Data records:
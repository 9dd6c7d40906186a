//! Interaction graph extraction.
//!
//! Scans a circuit's operations in order and records which logical
//! qubit pairs interact, weighted by how soon the interaction occurs.
//! Placement strategies match this graph against the device
//! connectivity; the mapping manager extracts narrow windows of it to
//! score candidate swaps. Extraction is a pure read of the circuit.

use rustc_hash::FxHashMap;
use skein_ir::{CircuitDag, QubitId};

/// Bounds on how far an extraction scans into the circuit.
///
/// Both bounds default to 1, the narrowest per-partition lookahead.
/// Placement strategies widen them (or use
/// [`unbounded`](Self::unbounded) for whole-circuit extraction).
#[derive(Debug, Clone, Copy, PartialEq, Eq)]
pub struct InteractionBounds {
    /// Maximum number of multi-qubit operations to include.
    pub max_gates: usize,
    /// Maximum gate-layer depth to include.
    pub max_layers: usize,
}

impl Default for InteractionBounds {
    fn default() -> Self {
        Self {
            max_gates: 1,
            max_layers: 1,
        }
    }
}

impl InteractionBounds {
    /// No bound: scan the whole circuit.
    pub fn unbounded() -> Self {
        Self {
            max_gates: usize::MAX,
            max_layers: usize::MAX,
        }
    }

    /// Bound by operation count only.
    pub fn gates(max_gates: usize) -> Self {
        Self {
            max_gates,
            max_layers: usize::MAX,
        }
    }

    /// Bound by gate-layer depth only.
    pub fn layers(max_layers: usize) -> Self {
        Self {
            max_gates: usize::MAX,
            max_layers,
        }
    }
}

/// Weighted graph of logical-qubit interactions.
///
/// Edge weights decay geometrically with scan position so that
/// earlier interactions dominate placement decisions; repeated
/// interactions accumulate.
#[derive(Debug, Clone, Default)]
pub struct InteractionGraph {
    weights: FxHashMap<(QubitId, QubitId), f64>,
}

impl InteractionGraph {
    /// Extract the interaction graph of a circuit.
    ///
    /// Multi-qubit operations are decomposed into all qubit pairs.
    /// Each included operation contributes `decay^i` to its pairs,
    /// where `i` is the operation's position among included
    /// operations. Operations beyond the layer bound are skipped;
    /// scanning stops once the gate bound is reached.
    pub fn extract(dag: &CircuitDag, bounds: InteractionBounds, decay: f64) -> Self {
        let mut graph = Self::default();
        let mut layers: FxHashMap<QubitId, usize> = FxHashMap::default();
        let mut included = 0usize;

        for (_, inst) in dag.topological_ops() {
            if included >= bounds.max_gates {
                break;
            }
            let layer = inst
                .qubits
                .iter()
                .map(|q| layers.get(q).copied().unwrap_or(0))
                .max()
                .unwrap_or(0)
                + 1;
            for &q in &inst.qubits {
                layers.insert(q, layer);
            }
            if !inst.is_gate() || inst.qubits.len() < 2 || layer > bounds.max_layers {
                continue;
            }
            let weight = decay.powi(included as i32);
            for i in 0..inst.qubits.len() {
                for j in (i + 1)..inst.qubits.len() {
                    graph.add_weight(inst.qubits[i], inst.qubits[j], weight);
                }
            }
            included += 1;
        }
        graph
    }

    /// Build an interaction graph from an explicit pair sequence,
    /// weighting pair `i` by `decay^i`.
    pub fn from_pairs(pairs: &[[QubitId; 2]], decay: f64) -> Self {
        let mut graph = Self::default();
        for (i, &[a, b]) in pairs.iter().enumerate() {
            graph.add_weight(a, b, decay.powi(i as i32));
        }
        graph
    }

    fn add_weight(&mut self, a: QubitId, b: QubitId, weight: f64) {
        if a == b {
            return;
        }
        *self.weights.entry(ordered(a, b)).or_insert(0.0) += weight;
    }

    /// Accumulated weight of an interaction pair (zero if absent).
    pub fn weight(&self, a: QubitId, b: QubitId) -> f64 {
        self.weights.get(&ordered(a, b)).copied().unwrap_or(0.0)
    }

    /// Check whether two qubits interact anywhere in the scan.
    pub fn contains(&self, a: QubitId, b: QubitId) -> bool {
        self.weights.contains_key(&ordered(a, b))
    }

    /// Edges sorted by descending weight, then ascending ids.
    ///
    /// The ordering is total, so iteration is deterministic.
    pub fn edges(&self) -> Vec<(QubitId, QubitId, f64)> {
        let mut edges: Vec<_> = self
            .weights
            .iter()
            .map(|(&(a, b), &w)| (a, b, w))
            .collect();
        edges.sort_by(|x, y| {
            y.2.partial_cmp(&x.2)
                .unwrap_or(std::cmp::Ordering::Equal)
                .then_with(|| (x.0, x.1).cmp(&(y.0, y.1)))
        });
        edges
    }

    /// Interaction partners of a qubit, ascending.
    pub fn neighbours(&self, q: QubitId) -> Vec<QubitId> {
        let mut out: Vec<_> = self
            .weights
            .keys()
            .filter_map(|&(a, b)| {
                if a == q {
                    Some(b)
                } else if b == q {
                    Some(a)
                } else {
                    None
                }
            })
            .collect();
        out.sort_unstable();
        out
    }

    /// Number of distinct interacting pairs.
    pub fn num_edges(&self) -> usize {
        self.weights.len()
    }

    /// Number of distinct qubits that interact.
    pub fn degree(&self, q: QubitId) -> usize {
        self.neighbours(q).len()
    }

    /// All qubits that appear in some interaction, ascending.
    pub fn qubits(&self) -> Vec<QubitId> {
        let mut out: Vec<_> = self
            .weights
            .keys()
            .flat_map(|&(a, b)| [a, b])
            .collect();
        out.sort_unstable();
        out.dedup();
        out
    }
}

#[inline]
fn ordered(a: QubitId, b: QubitId) -> (QubitId, QubitId) {
    if a <= b { (a, b) } else { (b, a) }
}

#[cfg(test)]
mod tests {
    use super::*;
    use skein_ir::{Circuit, QubitId};

    fn q(i: u32) -> QubitId {
        QubitId(i)
    }

    #[test]
    fn test_extract_ghz() {
        let circuit = Circuit::ghz(4).unwrap();
        let graph =
            InteractionGraph::extract(circuit.dag(), InteractionBounds::unbounded(), 0.5);

        assert_eq!(graph.num_edges(), 3);
        assert!(graph.contains(q(0), q(1)));
        assert!(graph.contains(q(2), q(3)));
        assert!(!graph.contains(q(0), q(3)));
        // First interaction carries the largest weight.
        assert!(graph.weight(q(0), q(1)) > graph.weight(q(2), q(3)));
    }

    #[test]
    fn test_gate_bound() {
        let circuit = Circuit::ghz(5).unwrap();
        let graph = InteractionGraph::extract(circuit.dag(), InteractionBounds::gates(2), 0.5);
        assert_eq!(graph.num_edges(), 2);
    }

    #[test]
    fn test_layer_bound() {
        let mut circuit = Circuit::with_size("t", 4, 0);
        circuit.cx(q(0), q(1)).unwrap(); // layer 1
        circuit.cx(q(2), q(3)).unwrap(); // layer 1
        circuit.cx(q(1), q(2)).unwrap(); // layer 2

        let graph = InteractionGraph::extract(circuit.dag(), InteractionBounds::layers(1), 0.5);
        assert_eq!(graph.num_edges(), 2);
        assert!(!graph.contains(q(1), q(2)));
    }

    #[test]
    fn test_repeat_accumulates() {
        let mut circuit = Circuit::with_size("t", 2, 0);
        circuit.cx(q(0), q(1)).unwrap();
        circuit.cx(q(0), q(1)).unwrap();
        let graph =
            InteractionGraph::extract(circuit.dag(), InteractionBounds::unbounded(), 0.5);
        assert_eq!(graph.num_edges(), 1);
        assert!((graph.weight(q(0), q(1)) - 1.5).abs() < 1e-12);
    }

    #[test]
    fn test_three_qubit_decomposed_pairwise() {
        let mut circuit = Circuit::with_size("t", 3, 0);
        circuit.ccx(q(0), q(1), q(2)).unwrap();
        let graph =
            InteractionGraph::extract(circuit.dag(), InteractionBounds::unbounded(), 0.5);
        assert_eq!(graph.num_edges(), 3);
    }

    #[test]
    fn test_from_pairs_deterministic_edges() {
        let pairs = [[q(0), q(1)], [q(1), q(2)], [q(0), q(1)]];
        let graph = InteractionGraph::from_pairs(&pairs, 0.5);
        let edges = graph.edges();
        assert_eq!(edges.len(), 2);
        assert_eq!((edges[0].0, edges[0].1), (q(0), q(1)));
        assert!((edges[0].2 - 1.25).abs() < 1e-12);
    }

    #[test]
    fn test_single_qubit_ops_ignored() {
        let mut circuit = Circuit::with_size("t", 2, 2);
        circuit.h(q(0)).unwrap();
        circuit.measure_all().unwrap();
        let graph =
            InteractionGraph::extract(circuit.dag(), InteractionBounds::unbounded(), 0.5);
        assert_eq!(graph.num_edges(), 0);
    }
}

Description of the task: Retype every line up to and including the one that contains "position among included", beginning at the first line of the records, with no edits.

Solved exercise:
repository 9dd6c7d40906186a
//! Interaction graph extraction.
//!
//! Scans a circuit's operations in order and records which logical
//! qubit pairs interact, weighted by how soon the interaction occurs.
//! Placement strategies match this graph against the device
//! connectivity; the mapping manager extracts narrow windows of it to
//! score candidate swaps. Extraction is a pure read of the circuit.

use rustc_hash::FxHashMap;
use skein_ir::{CircuitDag, QubitId};

/// Bounds on how far an extraction scans into the circuit.
///
/// Both bounds default to 1, the narrowest per-partition lookahead.
/// Placement strategies widen them (or use
/// [`unbounded`](Self::unbounded) for whole-circuit extraction).
#[derive(Debug, Clone, Copy, PartialEq, Eq)]
pub struct InteractionBounds {
    /// Maximum number of multi-qubit operations to include.
    pub max_gates: usize,
    /// Maximum gate-layer depth to include.
    pub max_layers: usize,
}

impl Default for InteractionBounds {
    fn default() -> Self {
        Self {
            max_gates: 1,
            max_layers: 1,
        }
    }
}

impl InteractionBounds {
    /// No bound: scan the whole circuit.
    pub fn unbounded() -> Self {
        Self {
            max_gates: usize::MAX,
            max_layers: usize::MAX,
        }
    }

    /// Bound by operation count only.
    pub fn gates(max_gates: usize) -> Self {
        Self {
            max_gates,
            max_layers: usize::MAX,
        }
    }

    /// Bound by gate-layer depth only.
    pub fn layers(max_layers: usize) -> Self {
        Self {
            max_gates: usize::MAX,
            max_layers,
        }
    }
}

/// Weighted graph of logical-qubit interactions.
///
/// Edge weights decay geometrically with scan position so that
/// earlier interactions dominate placement decisions; repeated
/// interactions accumulate.
#[derive(Debug, Clone, Default)]
pub struct InteractionGraph {
    weights: FxHashMap<(QubitId, QubitId), f64>,
}

impl InteractionGraph {
    /// Extract the interaction graph of a circuit.
    ///
    /// Multi-qubit operations are decomposed into all qubit pairs.
    /// Each included operation contributes `decay^i` to its pairs,
    /// where `i` is the operation's position among included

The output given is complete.